[Information Boundary: Start]

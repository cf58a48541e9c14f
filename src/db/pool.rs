//! Database connection pool abstraction
//!
//! One interface over SQLite and MySQL; the driver is picked from
//! configuration when the pool is created.

use anyhow::{Context, Result};
use async_trait::async_trait;
use sqlx::{
    mysql::{MySqlPool, MySqlPoolOptions},
    sqlite::{SqliteConnectOptions, SqlitePool, SqlitePoolOptions},
};
use std::str::FromStr;
use std::sync::Arc;

use crate::config::{DatabaseConfig, DatabaseDriver};

/// Database pool trait that abstracts over the supported backends.
#[async_trait]
pub trait DatabasePool: Send + Sync {
    /// Execute a raw SQL statement that doesn't return rows
    async fn execute(&self, query: &str) -> Result<u64>;

    /// Check if the database connection is healthy
    async fn ping(&self) -> Result<()>;

    /// Close the connection pool
    async fn close(&self);

    /// Get the database driver type
    fn driver(&self) -> DatabaseDriver;

    /// Get the underlying SQLite pool if this is a SQLite connection
    fn as_sqlite(&self) -> Option<&SqlitePool>;

    /// Get the underlying MySQL pool if this is a MySQL connection
    fn as_mysql(&self) -> Option<&MySqlPool>;
}

/// Resolved backend of a pool, for code that branches on the driver.
pub enum Backend<'a> {
    Sqlite(&'a SqlitePool),
    Mysql(&'a MySqlPool),
}

/// Resolve the concrete pool behind a `DatabasePool`.
///
/// Fails only if a pool reports a driver it cannot hand out, which would be a
/// broken `DatabasePool` implementation.
pub fn backend(pool: &dyn DatabasePool) -> Result<Backend<'_>> {
    match pool.driver() {
        DatabaseDriver::Sqlite => pool
            .as_sqlite()
            .map(Backend::Sqlite)
            .context("SQLite driver without a SQLite pool"),
        DatabaseDriver::Mysql => pool
            .as_mysql()
            .map(Backend::Mysql)
            .context("MySQL driver without a MySQL pool"),
    }
}

/// SQLite connection pool implementation
pub struct SqliteDatabase {
    pool: SqlitePool,
}

impl SqliteDatabase {
    /// Create a new SQLite connection pool.
    ///
    /// Accepts `:memory:`, `sqlite:` URLs and plain file paths. Parent
    /// directories of file databases are created on demand.
    pub async fn new(url: &str) -> Result<Self> {
        let in_memory = url.starts_with(":memory:") || url.starts_with("sqlite::memory:");
        if !in_memory {
            let path = url.trim_start_matches("sqlite:");
            let path = path.split('?').next().unwrap_or(path);

            if let Some(parent) = std::path::Path::new(path).parent() {
                if !parent.as_os_str().is_empty() {
                    std::fs::create_dir_all(parent).with_context(|| {
                        format!("Failed to create database directory: {:?}", parent)
                    })?;
                }
            }
        }

        let connection_url = if url.starts_with("sqlite:") {
            if url.contains('?') {
                url.to_string()
            } else {
                format!("{}?mode=rwc", url)
            }
        } else if url == ":memory:" {
            "sqlite::memory:".to_string()
        } else {
            format!("sqlite:{}?mode=rwc", url)
        };

        // Session rows cascade with their admin
        let options = SqliteConnectOptions::from_str(&connection_url)
            .with_context(|| format!("Invalid SQLite database URL: {}", url))?
            .foreign_keys(true);

        // Every connection to :memory: opens its own empty database
        let pool = SqlitePoolOptions::new()
            .max_connections(if in_memory { 1 } else { 8 })
            .connect_with(options)
            .await
            .with_context(|| format!("Failed to connect to SQLite database: {}", url))?;

        Ok(Self { pool })
    }

    /// Get a reference to the underlying pool
    pub fn pool(&self) -> &SqlitePool {
        &self.pool
    }
}

#[async_trait]
impl DatabasePool for SqliteDatabase {
    async fn execute(&self, query: &str) -> Result<u64> {
        let result = sqlx::query(query)
            .execute(&self.pool)
            .await
            .with_context(|| format!("Failed to execute query: {}", query))?;
        Ok(result.rows_affected())
    }

    async fn ping(&self) -> Result<()> {
        sqlx::query("SELECT 1")
            .fetch_one(&self.pool)
            .await
            .context("Database ping failed")?;
        Ok(())
    }

    async fn close(&self) {
        self.pool.close().await;
    }

    fn driver(&self) -> DatabaseDriver {
        DatabaseDriver::Sqlite
    }

    fn as_sqlite(&self) -> Option<&SqlitePool> {
        Some(&self.pool)
    }

    fn as_mysql(&self) -> Option<&MySqlPool> {
        None
    }
}

/// MySQL connection pool implementation
pub struct MysqlDatabase {
    pool: MySqlPool,
}

impl MysqlDatabase {
    /// Create a new MySQL connection pool
    pub async fn new(url: &str) -> Result<Self> {
        let connection_url = if url.starts_with("mysql://") {
            url.to_string()
        } else {
            format!("mysql://{}", url)
        };

        let pool = MySqlPoolOptions::new()
            .max_connections(16)
            .connect(&connection_url)
            .await
            .with_context(|| format!("Failed to connect to MySQL database: {}", url))?;

        Ok(Self { pool })
    }

    /// Get a reference to the underlying pool
    pub fn pool(&self) -> &MySqlPool {
        &self.pool
    }
}

#[async_trait]
impl DatabasePool for MysqlDatabase {
    async fn execute(&self, query: &str) -> Result<u64> {
        let result = sqlx::query(query)
            .execute(&self.pool)
            .await
            .with_context(|| format!("Failed to execute query: {}", query))?;
        Ok(result.rows_affected())
    }

    async fn ping(&self) -> Result<()> {
        sqlx::query("SELECT 1")
            .fetch_one(&self.pool)
            .await
            .context("Database ping failed")?;
        Ok(())
    }

    async fn close(&self) {
        self.pool.close().await;
    }

    fn driver(&self) -> DatabaseDriver {
        DatabaseDriver::Mysql
    }

    fn as_sqlite(&self) -> Option<&SqlitePool> {
        None
    }

    fn as_mysql(&self) -> Option<&MySqlPool> {
        Some(&self.pool)
    }
}

/// Type alias for a shared database pool
pub type DynDatabasePool = Arc<dyn DatabasePool>;

/// Create a database connection pool based on configuration.
pub async fn create_pool(config: &DatabaseConfig) -> Result<DynDatabasePool> {
    match config.driver {
        DatabaseDriver::Sqlite => {
            let db = SqliteDatabase::new(&config.url).await?;
            Ok(Arc::new(db))
        }
        DatabaseDriver::Mysql => {
            let db = MysqlDatabase::new(&config.url).await?;
            Ok(Arc::new(db))
        }
    }
}

/// Create an in-memory SQLite pool for tests
pub async fn create_test_pool() -> Result<DynDatabasePool> {
    let config = DatabaseConfig {
        driver: DatabaseDriver::Sqlite,
        url: ":memory:".to_string(),
    };
    create_pool(&config).await
}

[Information Boundary: End]

- **Prompt**: Out of the material above, output word for word the line with "fn driver(&self) -> DatabaseDriver;", the line with "DatabaseDriver::Mysql => pool", and all lines between them, with nothing else.

- **Answer**:
    fn driver(&self) -> DatabaseDriver;

    /// Get the underlying SQLite pool if this is a SQLite connection
    fn as_sqlite(&self) -> Option<&SqlitePool>;

    /// Get the underlying MySQL pool if this is a MySQL connection
    fn as_mysql(&self) -> Option<&MySqlPool>;
}

/// Resolved backend of a pool, for code that branches on the driver.
pub enum Backend<'a> {
    Sqlite(&'a SqlitePool),
    Mysql(&'a MySqlPool),
}

/// Resolve the concrete pool behind a `DatabasePool`.
///
/// Fails only if a pool reports a driver it cannot hand out, which would be a
/// broken `DatabasePool` implementation.
pub fn backend(pool: &dyn DatabasePool) -> Result<Backend<'_>> {
    match pool.driver() {
        DatabaseDriver::Sqlite => pool
            .as_sqlite()
            .map(Backend::Sqlite)
            .context("SQLite driver without a SQLite pool"),
        DatabaseDriver::Mysql => pool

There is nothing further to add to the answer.